Chapter Text
1996
Darcy sees him for the first time when she gets in trouble for stealing. Again.
It was just food, she was just hungry but you have to pay to eat; you have to pay to live.
Darcy doesn’t have money. She doesn’t have parents. Parents have money but Darcy has neither. She has foster parents but that’s different because they get money for keeping Darcy; they’re not going to spend the money on Darcy.

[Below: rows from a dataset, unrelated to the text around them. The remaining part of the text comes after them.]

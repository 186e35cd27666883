//! Subject persistence: the entities whose recordings and comments get
//! summarized into versioned artifacts.
//!
//! Recording rows never hold audio bytes. The storage backend owns those;
//! the row stores the opaque key, declared size, content type, and the
//! derived transcript once transcription has run.

use chrono::Utc;
use sqlx::{Row, SqlitePool};
use uuid::Uuid;

use crate::error::{EngineError, Result};
use crate::models::{Comment, Recording, Subject};

fn row_to_subject(row: &sqlx::sqlite::SqliteRow) -> Subject {
    Subject {
        id: row.get("id"),
        title: row.get("title"),
        description: row.get("description"),
        created_by: row.get("created_by"),
        created_at: row.get("created_at"),
        updated_at: row.get("updated_at"),
        deleted_at: row.get("deleted_at"),
    }
}

fn row_to_recording(row: &sqlx::sqlite::SqliteRow) -> Recording {
    Recording {
        id: row.get("id"),
        subject_id: row.get("subject_id"),
        storage_key: row.get("storage_key"),
        original_name: row.get("original_name"),
        file_size: row.get("file_size"),
        content_type: row.get("content_type"),
        transcript: row.get("transcript"),
        created_at: row.get("created_at"),
    }
}

fn row_to_comment(row: &sqlx::sqlite::SqliteRow) -> Comment {
    Comment {
        id: row.get("id"),
        subject_id: row.get("subject_id"),
        author: row.get("author"),
        content: row.get("content"),
        created_at: row.get("created_at"),
    }
}

pub async fn create_subject(
    pool: &SqlitePool,
    title: &str,
    description: Option<&str>,
    created_by: Option<&str>,
) -> Result<Subject> {
    if title.trim().is_empty() {
        return Err(EngineError::ValidationFailed("title must not be empty".into()));
    }

    let id = Uuid::new_v4().to_string();
    let now = Utc::now().timestamp();

    sqlx::query(
        r#"
        INSERT INTO subjects (id, title, description, created_by, created_at, updated_at)
        VALUES (?, ?, ?, ?, ?, ?)
        "#,
    )
    .bind(&id)
    .bind(title)
    .bind(description)
    .bind(created_by)
    .bind(now)
    .bind(now)
    .execute(pool)
    .await?;

    get_subject(pool, &id).await
}

/// Fetch a live subject. Soft-deleted rows are invisible here.
pub async fn get_subject(pool: &SqlitePool, id: &str) -> Result<Subject> {
    let row = sqlx::query(
        "SELECT id, title, description, created_by, created_at, updated_at, deleted_at
         FROM subjects WHERE id = ? AND deleted_at IS NULL",
    )
    .bind(id)
    .fetch_optional(pool)
    .await?;

    match row {
        Some(row) => Ok(row_to_subject(&row)),
        None => Err(EngineError::NotFound(format!("subject: {id}"))),
    }
}

pub async fn list_subjects(pool: &SqlitePool) -> Result<Vec<Subject>> {
    let rows = sqlx::query(
        "SELECT id, title, description, created_by, created_at, updated_at, deleted_at
         FROM subjects WHERE deleted_at IS NULL ORDER BY updated_at DESC",
    )
    .fetch_all(pool)
    .await?;

    Ok(rows.iter().map(row_to_subject).collect())
}

pub async fn soft_delete_subject(pool: &SqlitePool, id: &str) -> Result<()> {
    let result =
        sqlx::query("UPDATE subjects SET deleted_at = ? WHERE id = ? AND deleted_at IS NULL")
            .bind(Utc::now().timestamp())
            .bind(id)
            .execute(pool)
            .await?;

    if result.rows_affected() == 0 {
        return Err(EngineError::NotFound(format!("subject: {id}")));
    }
    Ok(())
}

/// Register an uploaded recording against a subject. The bytes must
/// already be in storage under `storage_key`; if this insert fails the
/// stored object is orphaned (a documented residual risk, see DESIGN.md).
pub async fn add_recording(
    pool: &SqlitePool,
    subject_id: &str,
    storage_key: &str,
    original_name: Option<&str>,
    file_size: i64,
    content_type: &str,
) -> Result<Recording> {
    get_subject(pool, subject_id).await?;

    let id = Uuid::new_v4().to_string();
    let now = Utc::now().timestamp();

    sqlx::query(
        r#"
        INSERT INTO recordings (id, subject_id, storage_key, original_name, file_size, content_type, created_at)
        VALUES (?, ?, ?, ?, ?, ?, ?)
        "#,
    )
    .bind(&id)
    .bind(subject_id)
    .bind(storage_key)
    .bind(original_name)
    .bind(file_size)
    .bind(content_type)
    .bind(now)
    .execute(pool)
    .await?;

    get_recording(pool, &id).await
}

pub async fn get_recording(pool: &SqlitePool, id: &str) -> Result<Recording> {
    let row = sqlx::query(
        "SELECT id, subject_id, storage_key, original_name, file_size, content_type, transcript, created_at
         FROM recordings WHERE id = ?",
    )
    .bind(id)
    .fetch_optional(pool)
    .await?;

    match row {
        Some(row) => Ok(row_to_recording(&row)),
        None => Err(EngineError::NotFound(format!("recording: {id}"))),
    }
}

/// All recordings for a subject, oldest first.
pub async fn list_recordings(pool: &SqlitePool, subject_id: &str) -> Result<Vec<Recording>> {
    let rows = sqlx::query(
        "SELECT id, subject_id, storage_key, original_name, file_size, content_type, transcript, created_at
         FROM recordings WHERE subject_id = ? ORDER BY created_at ASC, rowid ASC",
    )
    .bind(subject_id)
    .fetch_all(pool)
    .await?;

    Ok(rows.iter().map(row_to_recording).collect())
}

/// Persist the derived transcript text on a recording row.
pub async fn set_transcript(pool: &SqlitePool, recording_id: &str, transcript: &str) -> Result<()> {
    let result = sqlx::query("UPDATE recordings SET transcript = ? WHERE id = ?")
        .bind(transcript)
        .bind(recording_id)
        .execute(pool)
        .await?;

    if result.rows_affected() == 0 {
        return Err(EngineError::NotFound(format!("recording: {recording_id}")));
    }
    Ok(())
}

pub async fn add_comment(
    pool: &SqlitePool,
    subject_id: &str,
    author: Option<&str>,
    content: &str,
) -> Result<Comment> {
    if content.trim().is_empty() {
        return Err(EngineError::ValidationFailed(
            "comment content must not be empty".into(),
        ));
    }
    get_subject(pool, subject_id).await?;

    let id = Uuid::new_v4().to_string();

    sqlx::query(
        r#"
        INSERT INTO comments (id, subject_id, author, content, created_at)
        VALUES (?, ?, ?, ?, ?)
        "#,
    )
    .bind(&id)
    .bind(subject_id)
    .bind(author)
    .bind(content)
    .bind(Utc::now().timestamp())
    .execute(pool)
    .await?;

    let row = sqlx::query(
        "SELECT id, subject_id, author, content, created_at FROM comments WHERE id = ?",
    )
    .bind(&id)
    .fetch_one(pool)
    .await?;

    Ok(row_to_comment(&row))
}

/// All comments for a subject, oldest first.
pub async fn list_comments(pool: &SqlitePool, subject_id: &str) -> Result<Vec<Comment>> {
    let rows = sqlx::query(
        "SELECT id, subject_id, author, content, created_at
         FROM comments WHERE subject_id = ? ORDER BY created_at ASC, rowid ASC",
    )
    .bind(subject_id)
    .fetch_all(pool)
    .await?;

    Ok(rows.iter().map(row_to_comment).collect())
}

He’s standing there, looking really angry about something—and from the way he keeps looking at Darcy’s current foster mom, it’s probably her—while Darcy gets chewed out by the latest in a long string of foster parents. She’s fat and lazy and makes Darcy and the other five kids she ‘takes care of’ stay in their single room unless they’re at school. She sometimes forgets to feed them like she imagines one would forget to feed a fish and doesn’t waste money to get them any clothes.
In between yelling at Darcy, she’s apologizing to the store clerk, who looks at Darcy angrily and calls her an ‘urchin’ which Darcy thought people only said in books and stuff. He doesn’t notice her hungrily eyeing the chips she’d tried to take, her sallow cheeks, or the way her clothes hang off her much too small frame.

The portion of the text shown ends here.